# A collection of British TV adverts 1950s - 1980s



## editor (Oct 11, 2011)

They don't make 'em like this any more


----------



## Redeyes (Oct 11, 2011)

I've got hours of this stuff on DVD-R, makes for a great night of nostalgic viewing.


----------



## KeeperofDragons (Oct 11, 2011)

Blimey some of those brought back a few memories, a simpler time.  Mind you some of those are very Pearl & Dean 

KoD


----------



## Dr Dolittle (Oct 11, 2011)

Gives the impression that the quality of life in those days was better than now, but of course it wasn't. We know - we were there. And at the time we thought those adverts were horribly twee, which was why they changed.

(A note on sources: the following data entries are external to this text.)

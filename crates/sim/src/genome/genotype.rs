use crate::errors::SnapshotError;

/// Ploidy of every individual produced by the simulator.
pub const DIPLOID: usize = 2;

/// Biallelic genotype of one individual.
///
/// Alleles are stored locus-major: the `ploidy` alleles of locus 0, then the
/// alleles of locus 1, and so on. Each allele is 0 or 1.
#[derive(Debug, Clone, PartialEq, Eq)]
pub struct Genotype {
    alleles: Vec<u8>,
    ploidy: usize,
}

impl Genotype {
    /// Build a diploid genotype from per-locus allele pairs.
    pub fn new(loci: &[[u8; DIPLOID]]) -> Result<Self, SnapshotError> {
        let alleles: Vec<u8> = loci.iter().flatten().copied().collect();
        Self::from_flat(alleles, DIPLOID)
    }

    /// Build a genotype from a flat locus-major allele buffer.
    pub fn from_flat(alleles: Vec<u8>, ploidy: usize) -> Result<Self, SnapshotError> {
        if ploidy == 0 || !alleles.len().is_multiple_of(ploidy) {
            return Err(SnapshotError::RaggedGenotype {
                len: alleles.len(),
                ploidy,
            });
        }
        if let Some(pos) = alleles.iter().position(|&a| a > 1) {
            return Err(SnapshotError::InvalidAllele {
                locus: pos / ploidy,
                allele: alleles[pos],
            });
        }
        Ok(Self { alleles, ploidy })
    }

    /// Number of loci.
    #[inline]
    pub fn n_loci(&self) -> usize {
        self.alleles.len() / self.ploidy
    }

    #[inline]
    pub fn ploidy(&self) -> usize {
        self.ploidy
    }

    /// Raw locus-major allele buffer.
    #[inline]
    pub fn as_slice(&self) -> &[u8] {
        &self.alleles
    }

    /// Alleles carried at one locus.
    pub fn locus(&self, idx: usize) -> Option<&[u8]> {
        let start = idx.checked_mul(self.ploidy)?;
        self.alleles.get(start..start + self.ploidy)
    }
}
//! Raster landscape on which individuals live.

use crate::errors::SnapshotError;

/// One named raster layer, stored row-major.
#[derive(Debug, Clone, PartialEq)]
pub struct Layer {
    name: String,
    raster: Vec<f64>,
}

impl Layer {
    pub fn name(&self) -> &str {
        &self.name
    }

    /// Row-major cell values.
    pub fn raster(&self) -> &[f64] {
        &self.raster
    }
}

/// A `rows × cols` grid of unit cells carrying one or more raster layers.
///
/// Cell `(row, col)` covers `x ∈ [col, col + 1)` and `y ∈ [row, row + 1)`.
#[derive(Debug, Clone, PartialEq)]
pub struct Landscape {
    rows: usize,
    cols: usize,
    layers: Vec<Layer>,
}

impl Landscape {
    /// Create an empty landscape with the given grid dimensions.
    pub fn new(rows: usize, cols: usize) -> Self {
        Self {
            rows,
            cols,
            layers: Vec::new(),
        }
    }

    /// Append a layer. The raster must hold exactly `rows * cols` values.
    pub fn add_layer(
        &mut self,
        name: impl Into<String>,
        raster: Vec<f64>,
    ) -> Result<(), SnapshotError> {
        let name = name.into();
        let expected = self.rows * self.cols;
        if raster.len() != expected {
            return Err(SnapshotError::RasterShape {
                layer: name,
                expected,
                actual: raster.len(),
            });
        }
        self.layers.push(Layer { name, raster });
        Ok(())
    }

    /// Builder-style variant of [`Landscape::add_layer`].
    pub fn with_layer(
        mut self,
        name: impl Into<String>,
        raster: Vec<f64>,
    ) -> Result<Self, SnapshotError> {
        self.add_layer(name, raster)?;
        Ok(self)
    }

    pub fn rows(&self) -> usize {
        self.rows
    }

    pub fn cols(&self) -> usize {
        self.cols
    }

    pub fn n_layers(&self) -> usize {
        self.layers.len()
    }

    pub fn layers(&self) -> &[Layer] {
        &self.layers
    }

    pub fn layer(&self, idx: usize) -> Option<&Layer> {
        self.layers.get(idx)
    }

    /// Value of `layer` at `(row, col)`.
    pub fn value(&self, layer: usize, row: usize, col: usize) -> Option<f64> {
        if row >= self.rows || col >= self.cols {
            return None;
        }
        self.layers
            .get(layer)
            .map(|l| l.raster[row * self.cols + col])
    }

    /// Spatial extent as `((x_min, x_max), (y_min, y_max))`.
    pub fn extent(&self) -> ((f64, f64), (f64, f64)) {
        ((0.0, self.cols as f64), (0.0, self.rows as f64))
    }

    /// Cell edges along the x axis (`cols + 1` values).
    pub fn cell_bounds_x(&self) -> Vec<f64> {
        (0..=self.cols).map(|c| c as f64).collect()
    }

    /// Cell edges along the y axis (`rows + 1` values).
    pub fn cell_bounds_y(&self) -> Vec<f64> {
        (0..=self.rows).map(|r| r as f64).collect()
    }

    /// Whether `(x, y)` falls inside the landscape.
    pub fn contains(&self, x: f64, y: f64) -> bool {
        let ((x0, x1), (y0, y1)) = self.extent();
        x >= x0 && x <= x1 && y >= y0 && y <= y1
    }
}

#[cfg(test)]
mod tests {
    use super::*;

    fn gradient(rows: usize, cols: usize) -> Vec<f64> {
        (0..rows)
            .flat_map(|_| (0..cols).map(move |c| c as f64 / (cols - 1) as f64))
            .collect()
    }

    #[test]
    fn test_landscape_layers() {
        let land = Landscape::new(3, 4)
            .with_layer("env", gradient(3, 4))
            .unwrap()
            .with_layer("barrier", vec![1.0; 12])
            .unwrap();

        assert_eq!(land.n_layers(), 2);
        assert_eq!(land.layer(0).map(|l| l.name()), Some("env"));
        assert_eq!(land.value(0, 2, 3), Some(1.0));
        assert_eq!(land.value(0, 0, 0), Some(0.0));
        assert_eq!(land.value(1, 1, 1), Some(1.0));
        assert_eq!(land.value(2, 0, 0), None);
        assert_eq!(land.value(0, 3, 0), None);
    }

    #[test]
    fn test_landscape_rejects_bad_raster() {
        let mut land = Landscape::new(2, 2);
        let err = land.add_layer("env", vec![0.0; 3]).unwrap_err();
        assert!(matches!(
            err,
            SnapshotError::RasterShape {
                expected: 4,
                actual: 3,
                ..
            }
        ));
    }

    #[test]
    fn test_landscape_bounds() {
        let land = Landscape::new(2, 3);
        assert_eq!(land.cell_bounds_x(), vec![0.0, 1.0, 2.0, 3.0]);
        assert_eq!(land.cell_bounds_y(), vec![0.0, 1.0, 2.0]);
        assert_eq!(land.extent(), ((0.0, 3.0), (0.0, 2.0)));
        assert!(land.contains(2.5, 1.5));
        assert!(!land.contains(3.5, 1.0));
    }
}
//! Synchronous recorder that persists landscapes and population snapshots.
//!
//! Simulators (or test fixtures) use the recorder to produce the databases
//! that [`crate::simulation::RecordedModel`] replays.

use crate::errors::DatabaseError;
use crate::simulation::{Landscape, Species};
use crate::storage::Database;
use crate::storage::types::{IndividualSnapshot, RecordingStrategy, RunMetadata, encode_f64s};
use rusqlite::params;
use std::path::Path;
use tracing::debug;

/// Statistics about what a recorder has written.
#[derive(Debug, Clone, Default)]
pub struct RecorderStats {
    /// Snapshots written.
    pub snapshots_recorded: usize,
    /// Individual rows written.
    pub individuals_recorded: usize,
    /// Snapshots the recording strategy rejected.
    pub snapshots_skipped: usize,
}

/// Writes a run into a snapshot database.
pub struct Recorder {
    db: Database,
    strategy: RecordingStrategy,
    stats: RecorderStats,
}

impl Recorder {
    /// Create a recorder and write the run metadata.
    pub fn new(
        db_path: impl AsRef<Path>,
        metadata: &RunMetadata,
        strategy: RecordingStrategy,
    ) -> Result<Self, DatabaseError> {
        let mut db = Database::open(db_path)?;

        let full_json =
            serde_json::to_string(metadata).map_err(|e| DatabaseError::Insert(e.to_string()))?;
        let meta_pairs = vec![
            ("name", metadata.name.clone()),
            ("burn_in_complete", metadata.burn_in_complete.to_string()),
            (
                "burn_in_steps",
                metadata
                    .burn_in_steps
                    .map(|s| s.to_string())
                    .unwrap_or_else(|| "None".to_string()),
            ),
            ("full_metadata_json", full_json),
        ];

        let tx = db.transaction()?;
        {
            let mut stmt = tx
                .prepare("INSERT OR REPLACE INTO metadata (key, value) VALUES (?1, ?2)")
                .map_err(|e| DatabaseError::Insert(e.to_string()))?;
            for (k, v) in meta_pairs {
                stmt.execute(params![k, v])
                    .map_err(|e| DatabaseError::Insert(e.to_string()))?;
            }
        }
        tx.commit()
            .map_err(|e| DatabaseError::Transaction(e.to_string()))?;

        Ok(Self {
            db,
            strategy,
            stats: RecorderStats::default(),
        })
    }

    /// Whether the configured strategy records this timestep.
    pub fn should_record(&self, timestep: usize) -> bool {
        self.strategy.should_record(timestep)
    }

    /// Write every landscape layer, replacing previously stored layers.
    pub fn record_landscape(&mut self, landscape: &Landscape) -> Result<(), DatabaseError> {
        let tx = self.db.transaction()?;
        tx.execute("DELETE FROM landscape", [])
            .map_err(|e| DatabaseError::Insert(e.to_string()))?;
        {
            let mut stmt = tx
                .prepare(
                    "INSERT INTO landscape (layer_idx, name, rows, cols, raster)
                     VALUES (?1, ?2, ?3, ?4, ?5)",
                )
                .map_err(|e| DatabaseError::Insert(e.to_string()))?;
            for (idx, layer) in landscape.layers().iter().enumerate() {
                stmt.execute(params![
                    idx as i64,
                    layer.name(),
                    landscape.rows() as i64,
                    landscape.cols() as i64,
                    encode_f64s(layer.raster()),
                ])
                .map_err(|e| DatabaseError::Insert(e.to_string()))?;
            }
        }
        tx.commit()
            .map_err(|e| DatabaseError::Transaction(e.to_string()))
    }

    /// Write a species snapshot at its own timestep.
    ///
    /// Returns `false` without writing when the strategy skips the timestep.
    pub fn record_species(
        &mut self,
        species_id: usize,
        species: &Species,
    ) -> Result<bool, DatabaseError> {
        if !self.should_record(species.timestep()) {
            self.skip(species_id, species.timestep());
            return Ok(false);
        }
        let rows: Vec<IndividualSnapshot> =
            species.iter().map(IndividualSnapshot::from_individual).collect();
        self.record_rows(species_id, species.timestep(), &rows)
    }

    /// Write raw rows for one timestep. Missing columns are stored as NULL.
    ///
    /// Returns `false` without writing when the strategy skips the timestep.
    pub fn record_rows(
        &mut self,
        species_id: usize,
        timestep: usize,
        rows: &[IndividualSnapshot],
    ) -> Result<bool, DatabaseError> {
        if !self.should_record(timestep) {
            self.skip(species_id, timestep);
            return Ok(false);
        }
        let tx = self.db.transaction()?;
        {
            let mut stmt = tx
                .prepare(
                    "INSERT OR REPLACE INTO individuals
                     (timestep, species_id, individual_id, x, y, genotype, env, phenotype)
                     VALUES (?1, ?2, ?3, ?4, ?5, ?6, ?7, ?8)",
                )
                .map_err(|e| DatabaseError::Insert(e.to_string()))?;
            for row in rows {
                stmt.execute(params![
                    timestep as i64,
                    species_id as i64,
                    row.id as i64,
                    row.x,
                    row.y,
                    row.genotype,
                    row.env,
                    row.phenotype,
                ])
                .map_err(|e| DatabaseError::Insert(e.to_string()))?;
            }
        }
        tx.commit()
            .map_err(|e| DatabaseError::Transaction(e.to_string()))?;

        self.stats.snapshots_recorded += 1;
        self.stats.individuals_recorded += rows.len();
        debug!(timestep, species_id, individuals = rows.len(), "recorded snapshot");
        Ok(true)
    }

    fn skip(&mut self, species_id: usize, timestep: usize) {
        self.stats.snapshots_skipped += 1;
        debug!(timestep, species_id, strategy = ?self.strategy, "skipped snapshot");
    }

    pub fn stats(&self) -> &RecorderStats {
        &self.stats
    }

    /// Flush and close the underlying database.
    pub fn close(self) -> Result<RecorderStats, DatabaseError> {
        let stats = self.stats;
        self.db.close()?;
        Ok(stats)
    }
}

And now we want that tweeness back. Watching anything on telly now, whether it's an advert or the Antiques Roadshow, is like being beaten up.


----------



## bi0boy (May 26, 2013)

Trans World Airlines now serving European food such as Lasagne, and wait for it....Quiche Lorraine!


----------



## The39thStep (May 26, 2013)

When I was a kid  in a Birds Eye Cod in Batter advert


----------



## UhOhSeven (May 26, 2013)

> Watching anything on telly now, whether it's an advert or the Antiques Roadshow, is like being beaten up.


 
You think we had it bad? In the early 1990s, a US cable channel bought the BBC's back catalogue of Antiques Roadshow, and jazzed it up by superimposing a 'starburst' with a dollar value inside it over the moment of the 'value reveal'. This was accompanied by the sound effect of a cash register drawer opening. _Ker-CHING!_


----------



## weltweit (May 26, 2013)

From 1985, a classic


----------



## weltweit (May 26, 2013)

Not sure when this was from...


----------